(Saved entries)
*** Block opens ***

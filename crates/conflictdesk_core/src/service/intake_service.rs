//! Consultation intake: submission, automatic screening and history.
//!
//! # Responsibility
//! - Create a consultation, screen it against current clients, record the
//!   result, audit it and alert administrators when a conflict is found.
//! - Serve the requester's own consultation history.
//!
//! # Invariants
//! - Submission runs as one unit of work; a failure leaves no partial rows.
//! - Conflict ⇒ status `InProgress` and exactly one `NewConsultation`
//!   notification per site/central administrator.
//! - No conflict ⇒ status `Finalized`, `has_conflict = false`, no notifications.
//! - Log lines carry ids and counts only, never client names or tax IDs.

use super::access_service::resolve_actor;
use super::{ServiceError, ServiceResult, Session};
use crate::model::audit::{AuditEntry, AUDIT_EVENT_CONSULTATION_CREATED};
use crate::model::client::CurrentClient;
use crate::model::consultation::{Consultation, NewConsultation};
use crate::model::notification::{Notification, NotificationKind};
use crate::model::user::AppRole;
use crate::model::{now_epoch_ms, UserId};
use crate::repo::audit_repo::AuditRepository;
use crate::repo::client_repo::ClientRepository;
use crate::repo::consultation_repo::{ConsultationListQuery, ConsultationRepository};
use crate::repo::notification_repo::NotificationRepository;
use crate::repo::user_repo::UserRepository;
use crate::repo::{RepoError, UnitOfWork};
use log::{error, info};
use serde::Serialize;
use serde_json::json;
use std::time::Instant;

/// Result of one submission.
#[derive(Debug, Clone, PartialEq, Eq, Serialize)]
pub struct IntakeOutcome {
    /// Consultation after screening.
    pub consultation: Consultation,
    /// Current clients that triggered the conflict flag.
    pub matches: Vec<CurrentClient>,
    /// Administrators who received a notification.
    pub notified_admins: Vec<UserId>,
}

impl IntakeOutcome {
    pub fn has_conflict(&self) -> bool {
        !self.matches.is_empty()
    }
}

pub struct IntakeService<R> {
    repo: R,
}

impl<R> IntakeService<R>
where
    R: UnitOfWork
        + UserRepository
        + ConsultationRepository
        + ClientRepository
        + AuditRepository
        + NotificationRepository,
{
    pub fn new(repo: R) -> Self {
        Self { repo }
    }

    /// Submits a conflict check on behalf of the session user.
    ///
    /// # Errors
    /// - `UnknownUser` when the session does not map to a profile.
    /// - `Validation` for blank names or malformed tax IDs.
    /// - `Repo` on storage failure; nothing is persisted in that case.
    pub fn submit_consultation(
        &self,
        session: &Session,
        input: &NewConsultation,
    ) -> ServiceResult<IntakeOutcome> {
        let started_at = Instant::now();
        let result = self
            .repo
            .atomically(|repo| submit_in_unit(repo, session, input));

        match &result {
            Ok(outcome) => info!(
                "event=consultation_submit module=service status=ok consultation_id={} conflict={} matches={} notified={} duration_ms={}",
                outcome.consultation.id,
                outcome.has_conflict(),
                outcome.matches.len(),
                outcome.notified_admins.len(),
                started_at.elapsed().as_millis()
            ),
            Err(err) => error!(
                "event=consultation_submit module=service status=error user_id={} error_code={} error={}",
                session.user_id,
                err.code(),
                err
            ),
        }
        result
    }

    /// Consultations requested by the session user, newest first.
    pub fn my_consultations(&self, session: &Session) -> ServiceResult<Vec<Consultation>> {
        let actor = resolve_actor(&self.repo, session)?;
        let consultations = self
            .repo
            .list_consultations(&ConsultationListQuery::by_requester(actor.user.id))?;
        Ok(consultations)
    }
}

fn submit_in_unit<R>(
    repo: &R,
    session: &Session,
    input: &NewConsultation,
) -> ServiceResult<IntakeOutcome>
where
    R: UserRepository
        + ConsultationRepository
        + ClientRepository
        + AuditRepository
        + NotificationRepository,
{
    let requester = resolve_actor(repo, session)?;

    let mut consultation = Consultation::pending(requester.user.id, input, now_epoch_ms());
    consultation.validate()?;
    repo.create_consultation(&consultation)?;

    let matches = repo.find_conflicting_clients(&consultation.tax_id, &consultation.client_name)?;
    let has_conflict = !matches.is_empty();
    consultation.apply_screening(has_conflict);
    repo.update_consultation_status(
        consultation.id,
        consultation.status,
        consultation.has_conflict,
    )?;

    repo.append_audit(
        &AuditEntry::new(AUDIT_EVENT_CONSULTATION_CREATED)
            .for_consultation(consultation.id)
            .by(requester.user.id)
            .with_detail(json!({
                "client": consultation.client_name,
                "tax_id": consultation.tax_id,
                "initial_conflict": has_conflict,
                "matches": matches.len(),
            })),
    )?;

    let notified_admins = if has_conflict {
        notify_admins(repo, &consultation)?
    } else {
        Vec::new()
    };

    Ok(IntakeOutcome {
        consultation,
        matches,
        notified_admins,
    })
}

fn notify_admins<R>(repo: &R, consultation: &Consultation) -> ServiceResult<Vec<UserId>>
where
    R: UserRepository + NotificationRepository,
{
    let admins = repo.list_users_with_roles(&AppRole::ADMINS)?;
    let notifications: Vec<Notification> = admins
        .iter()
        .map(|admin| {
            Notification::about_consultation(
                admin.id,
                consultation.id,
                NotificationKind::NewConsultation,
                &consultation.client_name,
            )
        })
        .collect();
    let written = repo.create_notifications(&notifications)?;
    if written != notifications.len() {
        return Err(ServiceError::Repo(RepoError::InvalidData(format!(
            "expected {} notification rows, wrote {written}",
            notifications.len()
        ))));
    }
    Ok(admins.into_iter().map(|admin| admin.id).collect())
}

*** Block closes ***

## What needs to be done
Print the lines above, unchanged, from the start of the records to the line with "clients, record the", including that final line.

## Solution to this problem
filename crates/conflictdesk_core/src/service/intake_service.rs
//! Consultation intake: submission, automatic screening and history.
//!
//! # Responsibility
//! - Create a consultation, screen it against current clients, record the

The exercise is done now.